NAT CEO Cautiously Optimistic about Tanker Market Outlook
Nordic American Tankers Limited (NAT) expects to achieve rates in the region of USD 35,000 per day for its fleet for the first quarter in 2015 reaping the fruits of a very strong year start for the tanker market.
NAT’s Chairman & CEO Herbjorn Hansson said that there are bright spots on the horizon after a downturn on the Suezmax tanker market the impact of which lingered since 2008.
“Our commercial performance this quarter should result in a significantly higher dividend than in 4Q2014 and is a fine testament to the income potential and commercial results of our fleet. An announcement of the 1Q2015 dividend can be expected in mid-April.
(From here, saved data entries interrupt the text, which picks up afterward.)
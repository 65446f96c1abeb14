//! Contact errors

use crate::io::IoError;
use std::fmt::Display;

/// Which of the two inputs of a pairwise operation an error or result refers to.
#[derive(Debug, Clone, Copy, PartialEq, Eq, Hash)]
pub enum Side {
    /// The first argument
    A,
    /// The second argument
    B,
}

impl Display for Side {
    fn fmt(&self, f: &mut std::fmt::Formatter<'_>) -> std::fmt::Result {
        match self {
            Side::A => write!(f, "first"),
            Side::B => write!(f, "second"),
        }
    }
}

/// All the ways finding or recording a contact can fail
#[derive(Debug, thiserror::Error)]
pub enum ContactError {
    /// (WrongSelection) Contact needs exactly two objects
    #[error("(WrongSelection) Expected exactly two objects, found {found}")]
    WrongSelection { found: usize },
    /// (EmptyPointSet) One of the inputs has no points to match
    #[error("(EmptyPointSet) The {side} point set is empty")]
    EmptyPointSet { side: Side },
    /// (InvalidSampleSize) The sample size has to select at least one pair
    #[error("(InvalidSampleSize) Sample size must be at least 1, got {0}")]
    InvalidSampleSize(usize),
    /// (PairCountMismatch) The emitted identifier lists differ in length.
    /// This is an internal defect, never a consequence of bad input.
    #[error(
        "(PairCountMismatch) Matched {large} larger-set ids but {small} smaller-set ids"
    )]
    PairCountMismatch { large: usize, small: usize },
    /// (InvalidPolygon) A polygon references fewer than three vertices
    #[error("(InvalidPolygon) Polygon {polygon} has only {count} vertex indices")]
    InvalidPolygon { polygon: usize, count: usize },
    /// (VertexIndexOutOfRange) A vertex index does not exist on the mesh
    #[error("(VertexIndexOutOfRange) Vertex index {index} is out of range (vertices.len = {len})")]
    VertexIndexOutOfRange { index: usize, len: usize },
    /// Reading geometry failed
    #[error(transparent)]
    Io(#[from] IoError),
}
As we move into the second quarter, the tanker market remains encouraging,” Hansson added.
The current upswing in the tanker market has been attributed to the drop in the oil price in the second half of last year, along with the balancing out between the industry fundamentals.
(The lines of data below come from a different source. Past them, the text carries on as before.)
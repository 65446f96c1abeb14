//! Named, weighted vertex groups, the way contact results are recorded on a mesh.

use crate::float_types::Real;
use hashbrown::HashMap;

/// How [`VertexGroup::add`] combines a new weight with an existing one.
#[derive(Debug, Clone, Copy, PartialEq, Eq, Default)]
pub enum GroupMode {
    /// Overwrite the weight.
    Replace,
    /// Add to the weight, saturating at 1.0.
    #[default]
    Add,
    /// Subtract from the weight; the vertex leaves the group at 0.0 or below.
    Subtract,
}

#[derive(Debug, Clone, PartialEq, Default)]
pub struct VertexGroup {
    pub name: String,
    weights: HashMap<usize, Real>,
}

impl VertexGroup {
    pub fn new(name: impl Into<String>) -> Self {
        VertexGroup {
            name: name.into(),
            weights: HashMap::new(),
        }
    }

    /// Assign `weight` (clamped to `[0, 1]`) to every vertex in `indices`.
    pub fn add(&mut self, indices: &[usize], weight: Real, mode: GroupMode) {
        let weight = weight.clamp(0.0, 1.0);
        for &index in indices {
            match mode {
                GroupMode::Replace => {
                    self.weights.insert(index, weight);
                },
                GroupMode::Add => {
                    let w = self.weights.entry(index).or_insert(0.0);
                    *w = (*w + weight).min(1.0);
                },
                GroupMode::Subtract => {
                    if let Some(w) = self.weights.get_mut(&index) {
                        *w -= weight;
                        if *w <= 0.0 {
                            self.weights.remove(&index);
                        }
                    }
                },
            }
        }
    }

    /// Drop vertices from the group.
    pub fn remove(&mut self, indices: &[usize]) {
        for index in indices {
            self.weights.remove(index);
        }
    }

    pub fn weight(&self, index: usize) -> Option<Real> {
        self.weights.get(&index).copied()
    }

    pub fn contains(&self, index: usize) -> bool {
        self.weights.contains_key(&index)
    }

    /// Member vertex indices in ascending order.
    pub fn indices(&self) -> Vec<usize> {
        let mut indices: Vec<usize> = self.weights.keys().copied().collect();
        indices.sort_unstable();
        indices
    }

    pub fn len(&self) -> usize {
        self.weights.len()
    }

    pub fn is_empty(&self) -> bool {
        self.weights.is_empty()
    }
}

/// First of `name`, `name.001`, `name.002`, … that is not taken yet.
pub(crate) fn unique_group_name(groups: &[VertexGroup], name: &str) -> String {
    let taken = |candidate: &str| groups.iter().any(|g| g.name == candidate);
    if !taken(name) {
        return name.to_string();
    }
    (1..)
        .map(|n| format!("{name}.{n:03}"))
        .find(|candidate| !taken(candidate))
        .unwrap_or_else(|| name.to_string())
}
NAT has seen demand for tankers rising as both volumes and trading distances for its vessels. This has been against the background of a slow increase in the number of tanker vessels in operation worldwide – the supply side of the equation.
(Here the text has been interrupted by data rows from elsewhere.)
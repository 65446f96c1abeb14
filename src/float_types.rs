// Our Real scalar type:
#[cfg(feature = "f32")]
pub type Real = f32;
#[cfg(feature = "f64")]
pub type Real = f64;

/// Number of decimal places match distances and thresholds are rounded to
/// before they are compared against each other.
pub const DECIMAL_PLACES: usize = 5;

/// Round `value` to [`DECIMAL_PLACES`] decimal places.
///
/// The exact binary value is rounded, so a distance stored as `0.000155`
/// (just below the decimal midpoint) becomes `0.00015`; scaling by `10^5`
/// first would round it up. Non-finite values are returned unchanged.
///
/// Rounding an already rounded value is a no-op:
/// ```rust
/// # use meshcontact::float_types::round_decimals;
/// let once = round_decimals(2.0_f64.sqrt());
/// assert_eq!(once, 1.41421);
/// assert_eq!(round_decimals(once), once);
/// ```
pub fn round_decimals(value: Real) -> Real {
    if !value.is_finite() {
        return value;
    }
    format!("{value:.prec$}", prec = DECIMAL_PLACES)
        .parse()
        .unwrap_or(value)
}

/// Smallest squared length a vector may have before it counts as zero.
#[cfg(feature = "f32")]
pub const EPSILON: Real = 1e-6;
/// Smallest squared length a vector may have before it counts as zero.
#[cfg(feature = "f64")]
pub const EPSILON: Real = 1e-12;
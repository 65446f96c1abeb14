use crate::float_types::Real;
use crate::io::IoError;
use crate::mesh::Mesh;
use crate::mesh::polygon::Polygon;
use nalgebra::Point3;
use std::fmt::Debug;
use std::fs::File;
use std::io::{BufReader, Read, Seek};
use std::path::Path;

impl<S: Clone + Debug + Send + Sync> Mesh<S> {
    /// Read an ASCII or binary STL.
    ///
    /// Coincident corners are merged by `stl_io`, so vertex ids are shared
    /// between triangles and stay stable for a given file.
    pub fn from_stl<R: Read + Seek>(reader: &mut R, metadata: Option<S>) -> Result<Self, IoError> {
        let stl = stl_io::read_stl(reader)?;

        #[allow(clippy::unnecessary_cast)]
        let vertices = stl
            .vertices
            .iter()
            .map(|v| Point3::new(v[0] as Real, v[1] as Real, v[2] as Real))
            .collect();
        let polygons = stl
            .faces
            .iter()
            .map(|face| Polygon::new(face.vertices.to_vec(), metadata.clone()))
            .collect();

        Mesh::from_parts(vertices, polygons, metadata)
            .map_err(|e| IoError::MalformedInput(e.to_string()))
    }

    /// Read an STL file from disk.
    pub fn from_stl_file(path: impl AsRef<Path>, metadata: Option<S>) -> Result<Self, IoError> {
        let path = path.as_ref();
        if path.as_os_str().is_empty() {
            return Err(IoError::MalformedPath("empty path".to_string()));
        }
        let mut reader = BufReader::new(File::open(path)?);
        Self::from_stl(&mut reader, metadata)
    }
}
“NAT’s low cost breakeven of $12,000 per day means that our vessels are producing significant cashflow in the present market. Should the strong market we see in 1Q2015 continue, NAT should be in a position to pay significantly higher dividends than in the recent past. Going forward, the payment of quarterly dividends to shareholders will continue to be a central part of the NAT strategy,” Hansson said.
“We also continue to focus on maximizing total return (unlevered internal rate of return as the economists call it) and intend to grow our fleet further, beyond our 24 suezmaxes, when we believe it is commercially beneficial to do so. We grew the fleet by four vessels last year, including the two Korean newbuildings. We have our strong position intact and we anticipate positive conditions going forward,” he concluded.